New Jersey Div. of Youth and Family Services v. J.B.

Citation120 N.J. 112,576 A.2d 261
Parties, 17 Media L. Rep. 2183 NEW JERSEY DIVISION OF YOUTH AND FAMILY SERVICES, Plaintiff-Appellant, v. J.B., Defendant-Respondent. In the Matter of J.B., a Minor, Appellant.
Decision Date05 July 1990
CourtUnited States State Supreme Court (New Jersey)

Joyce L. Maraziti, Asst. Deputy Public Defender, as Law Guardian, for appellant J.B. (Wilfredo Caraballo, Public Defender, attorney).

Vincent P. Valerio, Deputy Atty. Gen., for plaintiff-appellant Div. of Youth and Family Services (Robert J. Del Tufo, Atty. Gen., attorney).
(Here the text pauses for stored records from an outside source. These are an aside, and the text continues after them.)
#[cfg(test)]
mod tests {
    use super::*;
    use std::sync::Mutex;
    use std::sync::atomic::{AtomicUsize, Ordering};

    const ROOT: &str = "/work/project";

    #[derive(Default)]
    struct RecordingHandler {
        batches: Mutex<Vec<Vec<String>>>,
        fail_first: AtomicUsize,
        fatal: bool,
    }

    impl RecordingHandler {
        fn batches(&self) -> Vec<Vec<String>> {
            self.batches.lock().unwrap().clone()
        }
    }

    #[async_trait]
    impl CycleHandler for RecordingHandler {
        async fn run_cycle(
            &self,
            changed: &[String],
            reporter: &StateReporter,
            _cancel: &CancellationToken,
        ) -> Result<(), CycleError> {
            self.batches.lock().unwrap().push(changed.to_vec());
            reporter.set(WatchState::Executing);
            if self.fatal {
                return Err(CycleError::Fatal {
                    code: ErrorCode::PlatformWorkloadNotFound,
                    message: "workload gone".to_string(),
                });
            }
            if self.fail_first.load(Ordering::SeqCst) > 0 {
                self.fail_first.fetch_sub(1, Ordering::SeqCst);
                return Err(CycleError::Failed {
                    code: ErrorCode::SyncPartialPush,
                    message: "upload failed".to_string(),
                });
            }
            Ok(())
        }
    }

    fn watcher(patterns: &[&str], events: EventBus) -> Watcher {
        let rules = IgnoreRules::from_patterns(Path::new(ROOT), patterns).unwrap();
        Watcher::new(ROOT, rules, Duration::from_millis(100), events)
    }

    fn event(rel: &str) -> FsEvent {
        FsEvent::modified(Path::new(ROOT).join(rel))
    }

    #[tokio::test(start_paused = true)]
    async fn test_burst_of_events_triggers_one_cycle() {
        let (tx, rx) = mpsc::channel(EVENT_CHANNEL_CAPACITY);
        let handler = RecordingHandler::default();
        let cancel = CancellationToken::new();

        for i in 0..50 {
            tx.send(event(&format!("src/file{i}.js"))).await.unwrap();
        }
        drop(tx);

        let summary = watcher(&[], EventBus::default())
            .run(rx, &handler, cancel)
            .await
            .unwrap();
        assert_eq!(summary.cycles, 1);
        assert_eq!(handler.batches()[0].len(), 50);
    }

    #[tokio::test(start_paused = true)]
    async fn test_events_spread_beyond_window_trigger_separate_cycles() {
        let (tx, rx) = mpsc::channel(EVENT_CHANNEL_CAPACITY);
        let handler = RecordingHandler::default();
        let cancel = CancellationToken::new();

        let producer = tokio::spawn(async move {
            tx.send(event("a.txt")).await.unwrap();
            tokio::time::sleep(Duration::from_secs(1)).await;
            tx.send(event("b.txt")).await.unwrap();
        });

        let summary = watcher(&[], EventBus::default())
            .run(rx, &handler, cancel)
            .await
            .unwrap();
        producer.await.unwrap();
        assert_eq!(summary.cycles, 2);
        assert_eq!(
            handler.batches(),
            vec![vec!["a.txt".to_string()], vec!["b.txt".to_string()]]
        );
    }

    #[tokio::test(start_paused = true)]
    async fn test_ignored_events_never_start_a_cycle() {
        let (tx, rx) = mpsc::channel(EVENT_CHANNEL_CAPACITY);
        let handler = RecordingHandler::default();

        tx.send(event("node_modules/x/index.js")).await.unwrap();
        tx.send(event(".devloop/file-index.json")).await.unwrap();
        tx.send(event(".git/HEAD")).await.unwrap();
        tx.send(FsEvent::modified("/elsewhere/file.txt")).await.unwrap();
        drop(tx);

        let summary = watcher(&["node_modules/"], EventBus::default())
            .run(rx, &handler, CancellationToken::new())
            .await
            .unwrap();
        assert_eq!(summary.cycles, 0);
    }

    #[tokio::test(start_paused = true)]
    async fn test_failed_cycle_is_retried_with_backoff() {
        let (tx, rx) = mpsc::channel(EVENT_CHANNEL_CAPACITY);
        let handler = RecordingHandler {
            fail_first: AtomicUsize::new(2),
            ..Default::default()
        };
        let bus = EventBus::default();
        let mut events = bus.subscribe();

        tx.send(event("a.txt")).await.unwrap();
        drop(tx);

        let summary = watcher(&[], bus)
            .run(rx, &handler, CancellationToken::new())
            .await
            .unwrap();
        assert_eq!(summary.cycles, 3);
        assert_eq!(summary.failures, 2);
        assert!(handler.batches().iter().all(|b| b == &vec!["a.txt".to_string()]));

        let mut failures = 0;
        while let Ok(event) = events.try_recv() {
            if matches!(event, SessionEvent::CycleFailed { .. }) {
                failures += 1;
            }
        }
        assert_eq!(failures, 2);
    }

    #[tokio::test(start_paused = true)]
    async fn test_fatal_cycle_ends_watcher() {
        let (tx, rx) = mpsc::channel(EVENT_CHANNEL_CAPACITY);
        let handler = RecordingHandler {
            fatal: true,
            ..Default::default()
        };
        tx.send(event("a.txt")).await.unwrap();

        let err = watcher(&[], EventBus::default())
            .run(rx, &handler, CancellationToken::new())
            .await
            .unwrap_err();
        assert!(err.is_fatal());
        assert_eq!(err.code(), ErrorCode::PlatformWorkloadNotFound);
        drop(tx);
    }

    #[tokio::test(start_paused = true)]
    async fn test_state_sequence_and_cancellation() {
        let (tx, rx) = mpsc::channel(EVENT_CHANNEL_CAPACITY);
        let handler = RecordingHandler::default();
        let bus = EventBus::default();
        let mut events = bus.subscribe();
        let cancel = CancellationToken::new();

        tx.send(event("a.txt")).await.unwrap();
        let stopper = {
            let cancel = cancel.clone();
            tokio::spawn(async move {
                tokio::time::sleep(Duration::from_secs(5)).await;
                cancel.cancel();
            })
        };

        watcher(&[], bus).run(rx, &handler, cancel).await.unwrap();
        stopper.await.unwrap();
        drop(tx);

        let mut states = Vec::new();
        while let Ok(event) = events.try_recv() {
            match event {
                SessionEvent::WatchState { state } => states.push(state),
                SessionEvent::Watching { path } => assert_eq!(path, Path::new(ROOT)),
                _ => {}
            }
        }
        assert_eq!(
            states,
            vec![
                WatchState::Idle,
                WatchState::Debouncing,
                WatchState::Syncing,
                WatchState::Executing,
                WatchState::Idle,
                WatchState::Stopping,
            ]
        );
    }

    #[test]
    fn test_access_events_are_dropped() {
        let access = notify::Event::new(EventKind::Access(notify::event::AccessKind::Any))
            .add_path(PathBuf::from("/x"));
        assert!(FsEvent::from_notify(access).is_empty());

        let create = notify::Event::new(EventKind::Create(notify::event::CreateKind::File))
            .add_path(PathBuf::from("/x"))
            .add_path(PathBuf::from("/y"));
        let mapped = FsEvent::from_notify(create);
        assert_eq!(mapped.len(), 2);
        assert!(mapped.iter().all(|e| e.kind == FsEventKind::Created));
    }
}
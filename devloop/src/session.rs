//! Dev session lifecycle.
//!
//! [`DevSession`] owns one project's lock, tunnels, supervisor, syncer and
//! command runner. `run` performs the initial sync and pipeline, then hands
//! control to the [`Watcher`] with itself as the [`CycleHandler`]; on
//! cancellation it tears everything down in a fixed order.

use crate::debug_info::DebugInfo;
use crate::error::DevloopError;
use crate::events::{EventBus, SessionEvent};
use crate::lock::SessionLock;
use crate::runner::{CommandRunner, CommandSet, ExecutionReport, PipelineRequest, StartCheck};
use crate::supervisor::{ProcessSupervisor, StatusPoller};
use crate::sync::{SyncMode, SyncOutcome, Syncer, reset_index};
use crate::tunnel::{PortAllocation, TunnelManager, TunnelRequest};
use crate::watch::{CycleError, CycleHandler, FsEvent, StateReporter, WatchState, Watcher};
use async_trait::async_trait;
use devloop_common::manifest::MANIFEST_FILE;
use devloop_common::{DevloopConfig, IgnoreRules, Manifest, Platform, RemoteError, TargetRef};
use serde::Serialize;
use std::fmt;
use std::path::{Path, PathBuf};
use std::sync::{Arc, Mutex};
use tokio::sync::mpsc;
use tokio_util::sync::CancellationToken;
use tracing::{debug, info, warn};

#[derive(Debug, Clone, Copy, PartialEq, Eq, Serialize)]
#[serde(rename_all = "snake_case")]
pub enum SessionState {
    Starting,
    Syncing,
    Watching,
    Running,
    Stopping,
    Stopped,
}

impl fmt::Display for SessionState {
    fn fmt(&self, f: &mut fmt::Formatter<'_>) -> fmt::Result {
        let name = match self {
            Self::Starting => "starting",
            Self::Syncing => "syncing",
            Self::Watching => "watching",
            Self::Running => "running",
            Self::Stopping => "stopping",
            Self::Stopped => "stopped",
        };
        write!(f, "{name}")
    }
}

#[derive(Debug, Clone)]
pub struct SessionOptions {
    pub pipeline: PipelineRequest,
    pub random_ports: bool,
    /// Open tunnels for the manifest endpoints.
    pub forward_ports: bool,
    /// Keep watching after the initial cycle.
    pub watch: bool,
    /// Delete the workload and the index on stop.
    pub owns_workload: bool,
    pub descriptor_dir: PathBuf,
}

impl Default for SessionOptions {
    fn default() -> Self {
        Self {
            pipeline: PipelineRequest::default(),
            random_ports: false,
            forward_ports: true,
            watch: true,
            owns_workload: false,
            descriptor_dir: DebugInfo::default_dir(),
        }
    }
}

#[derive(Debug, Clone, Default)]
pub struct PushOptions {
    pub pipeline: PipelineRequest,
    /// Push the whole tree and run the pipeline even without changes.
    pub force: bool,
}

/// Container receiving the sources and the folder they are synced into.
pub fn sync_location(
    manifest: &Manifest,
    config: &DevloopConfig,
) -> Result<(String, String), DevloopError> {
    let container = manifest
        .source_container()
        .ok_or_else(|| DevloopError::NoContainer {
            manifest: MANIFEST_FILE.to_string(),
        })?;
    let folder = container
        .source_mapping
        .clone()
        .unwrap_or_else(|| config.sync_folder.value.clone());
    Ok((container.name.clone(), folder))
}

/// Whether the pipeline runs when the sync found nothing to push.
#[derive(Debug, Clone, Copy, PartialEq, Eq)]
enum Execute {
    Always,
    OnChanges,
}

pub struct DevSession {
    root: PathBuf,
    manifest: Manifest,
    config: DevloopConfig,
    platform: Platform,
    events: EventBus,
    options: SessionOptions,
    syncer: Syncer,
    supervisor: Arc<ProcessSupervisor>,
    runner: CommandRunner,
    tunnels: TunnelManager,
    state: Mutex<SessionState>,
    target: Mutex<Option<TargetRef>>,
}

impl DevSession {
    pub fn new(
        root: impl Into<PathBuf>,
        manifest: Manifest,
        config: DevloopConfig,
        platform: Platform,
        events: EventBus,
        options: SessionOptions,
    ) -> Result<Self, DevloopError> {
        let root = root.into();
        let (container, remote_folder) = sync_location(&manifest, &config)?;
        let syncer = Syncer::new(&root, container, &remote_folder, platform.files.clone());
        let supervisor = Arc::new(ProcessSupervisor::new(platform.processes.clone()));
        let runner = CommandRunner::new(
            CommandSet::from_manifest(&manifest),
            platform.clone(),
            supervisor.clone(),
            events.clone(),
            &root,
            &remote_folder,
        )
        .with_start_check(StartCheck {
            attempts: config.start_check_attempts.value,
            interval: config.start_check_interval.value,
        });
        let allocation = if options.random_ports {
            PortAllocation::Random
        } else {
            PortAllocation::Sequential
        };
        let tunnels = TunnelManager::new(
            platform.forwarder.clone(),
            events.clone(),
            allocation,
            config.port_range,
        )
        .with_debug_descriptor(&options.descriptor_dir, &manifest.name, &manifest.app);

        Ok(Self {
            root,
            manifest,
            config,
            platform,
            events,
            options,
            syncer,
            supervisor,
            runner,
            tunnels,
            state: Mutex::new(SessionState::Starting),
            target: Mutex::new(None),
        })
    }

    pub fn state(&self) -> SessionState {
        *self.state.lock().unwrap_or_else(|p| p.into_inner())
    }

    fn set_state(&self, state: SessionState) {
        *self.state.lock().unwrap_or_else(|p| p.into_inner()) = state;
        debug!(%state, "Session state");
        self.events.emit(SessionEvent::SessionState { state });
    }

    pub fn root(&self) -> &Path {
        &self.root
    }

    pub fn supervisor(&self) -> &Arc<ProcessSupervisor> {
        &self.supervisor
    }

    pub fn tunnels(&self) -> &TunnelManager {
        &self.tunnels
    }

    /// Resolve the pod backing the component. The flag is true when it
    /// differs from the one seen before.
    async fn resolve_target(&self) -> Result<(TargetRef, bool), DevloopError> {
        let current = self
            .platform
            .workload
            .current_target()
            .await?
            .ok_or_else(|| DevloopError::WorkloadNotFound {
                component: self.manifest.name.clone(),
            })?;
        let mut slot = self.target.lock().unwrap_or_else(|p| p.into_inner());
        let changed = slot.as_ref().is_some_and(|previous| previous != &current);
        *slot = Some(current.clone());
        Ok((current, changed))
    }

    /// Start, sync, run, then watch until `cancel` fires.
    pub async fn run(
        &self,
        fs_events: mpsc::Receiver<FsEvent>,
        cancel: CancellationToken,
    ) -> Result<(), DevloopError> {
        let lock = SessionLock::acquire(&self.root)?;
        self.set_state(SessionState::Starting);

        let result = self.run_until_cancelled(fs_events, &cancel).await;
        if let Err(e) = &result {
            warn!(code = %e.code(), "Session ending: {}", e);
        }

        self.stop().await;
        drop(lock);
        self.set_state(SessionState::Stopped);
        result
    }

    async fn run_until_cancelled(
        &self,
        fs_events: mpsc::Receiver<FsEvent>,
        cancel: &CancellationToken,
    ) -> Result<(), DevloopError> {
        let (target, _) = self.resolve_target().await?;
        info!(target = %target, component = %self.manifest.name, "Starting dev session");

        if self.options.forward_ports {
            let requests = TunnelRequest::from_manifest(&self.manifest, self.options.pipeline.debug);
            self.tunnels.open(&target, requests).await?;
        }

        self.set_state(SessionState::Syncing);
        match self
            .sync_and_execute(
                &target,
                SyncMode::Incremental,
                Execute::Always,
                &self.options.pipeline,
                None,
                cancel,
            )
            .await
        {
            Ok(_) => {}
            Err(e) if e.ends_session() => return Err(e),
            Err(e) => self.report_failure(&e),
        }

        let poller = StatusPoller::new(
            self.supervisor.clone(),
            self.events.clone(),
            self.config.status_interval.value,
        )
        .spawn(cancel.child_token());

        let result = if self.options.watch {
            self.set_state(SessionState::Watching);
            self.watch(fs_events, cancel).await
        } else {
            self.set_state(SessionState::Running);
            cancel.cancelled().await;
            Ok(())
        };

        cancel.cancel();
        if let Err(e) = poller.await {
            debug!("Status poller ended abnormally: {}", e);
        }
        result
    }

    async fn watch(
        &self,
        fs_events: mpsc::Receiver<FsEvent>,
        cancel: &CancellationToken,
    ) -> Result<(), DevloopError> {
        let rules = IgnoreRules::load(&self.root)?;
        let watcher = Watcher::new(
            &self.root,
            rules,
            self.config.debounce.value,
            self.events.clone(),
        );
        let summary = watcher.run(fs_events, self, cancel.child_token()).await?;
        debug!(
            cycles = summary.cycles,
            failures = summary.failures,
            "Watcher finished"
        );
        Ok(())
    }

    fn report_failure(&self, err: &DevloopError) {
        tracing::error!("Error occurred on Push - {}", err);
        self.events.emit(SessionEvent::CycleFailed {
            message: err.to_string(),
        });
    }

    /// Tear down in order: tunnels, programs, owned workload, descriptor.
    async fn stop(&self) {
        self.set_state(SessionState::Stopping);
        self.tunnels.close().await;

        for e in self.supervisor.stop_all().await {
            warn!("Failed to stop program: {}", e);
        }

        if self.options.owns_workload {
            match self.platform.workload.delete().await {
                Ok(()) => info!(component = %self.manifest.name, "Deleted workload"),
                Err(e) => warn!("Failed to delete workload: {}", e),
            }
            if let Err(e) = reset_index(&self.root) {
                warn!("Failed to delete file index: {}", e);
            }
        }

        if let Err(e) = DebugInfo::remove(&self.options.descriptor_dir, &self.manifest.name) {
            warn!("Failed to remove debug descriptor: {}", e);
        }
    }

    /// One sync followed by the pipeline.
    async fn sync_and_execute(
        &self,
        target: &TargetRef,
        mode: SyncMode,
        execute: Execute,
        pipeline: &PipelineRequest,
        reporter: Option<&StateReporter>,
        cancel: &CancellationToken,
    ) -> Result<Option<ExecutionReport>, DevloopError> {
        self.events.emit(SessionEvent::PushStarted);
        match self.syncer.sync_cycle(target, mode, cancel).await? {
            SyncOutcome::NoChanges => {
                self.events.emit(SessionEvent::NoChanges);
                if execute == Execute::OnChanges {
                    debug!("No file changes detected, skipping commands");
                    return Ok(None);
                }
            }
            SyncOutcome::Pushed(result) => {
                info!(
                    files = result.files_transferred,
                    bytes = result.bytes_transferred,
                    deleted = result.files_deleted,
                    "Pushed changes"
                );
                self.events.emit(SessionEvent::PushCompleted {
                    files_transferred: result.files_transferred,
                    bytes_transferred: result.bytes_transferred,
                    files_deleted: result.files_deleted,
                });
            }
        }

        if let Some(reporter) = reporter {
            reporter.set(WatchState::Executing);
        }
        let report = self
            .runner
            .run_pipeline(target, pipeline, cancel)
            .await?;
        if report.target_gone {
            return Err(RemoteError::TargetGone(target.pod.clone()).into());
        }
        if let Some(err) = report.error() {
            return Err(err.into());
        }
        if !cancel.is_cancelled() {
            self.events.emit(SessionEvent::CycleSucceeded);
        }
        Ok(Some(report))
    }

    /// One-shot sync and pipeline. Without `force`, an unchanged tree
    /// skips the pipeline.
    pub async fn push_once(
        &self,
        push: &PushOptions,
        cancel: &CancellationToken,
    ) -> Result<Option<ExecutionReport>, DevloopError> {
        let _lock = SessionLock::acquire(&self.root)?;
        let (target, _) = self.resolve_target().await?;
        let (mode, execute) = if push.force {
            (SyncMode::Full, Execute::Always)
        } else {
            (SyncMode::Incremental, Execute::OnChanges)
        };
        self.sync_and_execute(&target, mode, execute, &push.pipeline, None, cancel)
            .await
    }
}

#[async_trait]
impl CycleHandler for DevSession {
    async fn run_cycle(
        &self,
        changed: &[String],
        reporter: &StateReporter,
        cancel: &CancellationToken,
    ) -> Result<(), CycleError> {
        debug!(paths = changed.len(), "Running cycle");
        let (target, recreated) = self
            .resolve_target()
            .await
            .map_err(DevloopError::into_cycle_error)?;

        let mode = if recreated {
            info!(target = %target, "Workload was recreated, forcing full sync");
            self.supervisor.forget_target();
            SyncMode::Full
        } else {
            SyncMode::Incremental
        };
        if self.options.forward_ports
            && let Err(e) = self.tunnels.ensure_current(&target).await
        {
            warn!("{}", e);
        }

        self.set_state(SessionState::Syncing);
        let result = self
            .sync_and_execute(
                &target,
                mode,
                Execute::OnChanges,
                &self.options.pipeline,
                Some(reporter),
                cancel,
            )
            .await;
        if !cancel.is_cancelled() {
            self.set_state(SessionState::Watching);
        }
        result.map(|_| ()).map_err(DevloopError::into_cycle_error)
    }
}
Dennis D. Poane, for defendant-respondent (Steinberg, Steele & Poane, Lakewood, attorneys).

Richard M. Eittreim, for Asbury Park Press (McCarter & English, Newark, attorneys).

The opinion of the Court was delivered by

STEIN, J.

The issue on this appeal is whether closure to the public of certain custody cases involving the Division of Youth and Family Services (DYFS or the Division) is mandated by Court Rules or statute. In this emergency-removal procedure instituted by DYFS, the trial court exercised its discretion in favor of admitting the press to the preliminary hearing. We granted the child's law guardian leave to appeal and now affirm.

I.

A.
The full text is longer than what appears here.